Starke Konkurrenz bei Cloud-Angeboten
Die Autoren des Papiers verwiesen aber auch auf starke Konkurrenz: "Die existierenden Cloud-Angebote werden von außereuropäischen Anbietern mit hoher Marktmacht und schnell skalierenden Cloud-Infrastrukturen dominiert." Europäische Alternativen seien allenfalls in fachspezifischen Nischen aktiv. Dagegen werde Gaia-X "die Grundlage eines offenen, digitalen Ökosystems, mit dessen Hilfe Unternehmen und Geschäftsmodelle aus Europa heraus weltweit wettbewerbsfähig skalieren können". Das solle Jobs und Wertschöpfung sichern.

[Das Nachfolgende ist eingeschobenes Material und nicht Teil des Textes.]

//! Proposed transitions produced by the evaluator.

use chrono::{DateTime, Utc};
use serde::Serialize;
use std::fmt;

use academy_entity::notification::DispatchKey;
use academy_entity::student::StudentContact;
use academy_entity::subscription::{Subscription, SubscriptionStatus};

/// What the executor should do with a candidate.
#[derive(Debug, Clone, Copy, PartialEq, Eq, Hash, PartialOrd, Ord, Serialize)]
#[serde(tag = "action", rename_all = "snake_case")]
pub enum LifecycleAction {
    /// Send the expiry reminder for this threshold.
    Notify {
        /// Threshold in days.
        days_left: u32,
    },
    /// PENDING -> CANCELLED.
    Cancel,
    /// ACTIVE -> SUSPENDED, consuming the grace period.
    Suspend,
}

impl LifecycleAction {
    /// Status the subscription must still be in when the action is applied.
    pub fn expected_status(&self) -> SubscriptionStatus {
        match self {
            Self::Notify { .. } | Self::Suspend => SubscriptionStatus::Active,
            Self::Cancel => SubscriptionStatus::Pending,
        }
    }

    /// Status written by the action; `None` for notifications.
    pub fn target_status(&self) -> Option<SubscriptionStatus> {
        match self {
            Self::Notify { .. } => None,
            Self::Cancel => Some(SubscriptionStatus::Cancelled),
            Self::Suspend => Some(SubscriptionStatus::Suspended),
        }
    }
}

impl fmt::Display for LifecycleAction {
    fn fmt(&self, f: &mut fmt::Formatter<'_>) -> fmt::Result {
        match self {
            Self::Notify { days_left } => write!(f, "notify ({days_left}d)"),
            Self::Cancel => f.write_str("cancel"),
            Self::Suspend => f.write_str("suspend"),
        }
    }
}

/// Why a candidate was selected.
#[derive(Debug, Clone, PartialEq, Eq, Serialize)]
#[serde(tag = "reason", rename_all = "snake_case")]
pub enum TriggerReason {
    /// End date falls on the day `days_left` days after `as_of`.
    ExpiresIn {
        /// Threshold in days.
        days_left: u32,
    },
    /// Created more than `timeout_hours` before `as_of` without payment.
    PendingTimeout {
        /// Configured or overridden timeout.
        timeout_hours: i64,
    },
    /// Grace deadline passed without payment.
    GraceExpired {
        /// The deadline that passed.
        grace_period_ends_at: DateTime<Utc>,
    },
}

impl fmt::Display for TriggerReason {
    fn fmt(&self, f: &mut fmt::Formatter<'_>) -> fmt::Result {
        match self {
            Self::ExpiresIn { days_left } => write!(f, "expires in {days_left} day(s)"),
            Self::PendingTimeout { timeout_hours } => {
                write!(f, "payment not received within {timeout_hours} hours")
            }
            Self::GraceExpired {
                grace_period_ends_at,
            } => write!(
                f,
                "grace period ended {}",
                grace_period_ends_at.format("%Y-%m-%d %H:%M UTC")
            ),
        }
    }
}

/// One subscription crossing one threshold.
#[derive(Debug, Clone)]
pub struct Candidate {
    /// Snapshot taken during evaluation.
    pub subscription: Subscription,
    /// Recipients; resolved for reminders only.
    pub contact: Option<StudentContact>,
    /// Proposed action.
    pub action: LifecycleAction,
    /// Why it was selected.
    pub reason: TriggerReason,
    /// The `as_of` the evaluation ran at.
    pub trigger_time: DateTime<Utc>,
}

impl Candidate {
    /// Dedup key for reminder candidates.
    pub fn dispatch_key(&self) -> Option<DispatchKey> {
        match self.action {
            LifecycleAction::Notify { days_left } => Some(DispatchKey::new(
                self.subscription.id,
                days_left,
                self.subscription.end_date,
            )),
            _ => None,
        }
    }
}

Zu Umsetzung der Daten-Infrastruktur sei "eine zentrale, europäisch getragene Organisation" notwendig, heißt es in dem Papier. Eine Möglichkeit sei die Gründung einer Europäischen Genossenschaft, an der sich interessierte Partner beteiligen könnten. Das Netzwerk soll Unternehmen jeder Größe vernetzen - "vom Industriekonzern über Mittelständler bis hin zu Start-ups".
Sorge um Datenschutz
Das Projekt würde gegen etablierte Cloud-Dienste von Konzernen wie Amazon (AWS), Microsoft (Azure) und Google antreten. Diese haben bereits eine effiziente Größe erreicht und keinen Mangel an Geld oder Entwicklern. Zugleich wird in Europa die Sorge vor einem möglichen Zugriff von US-Behörden auf die Daten betont, auch wenn man sie mit Verschlüsselung weitgehend davor schützen kann.
SPD-Generalsekretär Lars Klingbeil bezeichnete Altmaiers Pläne zwar als grundsätzlich guten Ansatz. "Dringlicher wäre es aber, das Datenmonopol der großen US-Konzerne endlich zu brechen", sagte er dem Redaktionsnetzwerk Deutschland. "Wir müssen aufhören, uns auf Gipfel-Veranstaltungen gegenseitig zu beklatschen und stattdessen dafür sorgen, dass die Digitalisierung endlich Fahrt aufnimmt." Deutschland hinke hinterher, und die Kanzlerin unternehme zu wenig, um das zu ändern.
Microsoft-Deutschland-Chefin Sabine Bendiek äußerte sich im Vorfeld des Digital-Gipfels skeptisch zu den Plänen. Der Begriff der digitalen Souveränität werde zu oft mit Autarkie vermischt. Handlungsfähig könne in der Digitalwirtschaft jedoch nur sein, wer auf "smarte" Partnerschaften setze. Wenn das geplante Netzwerk qualitativ und wirtschaftlich nicht zeitnah mit etablierten Anbietern mithalten könne, werde der Erfolg ausbleiben, sagte Bendiek.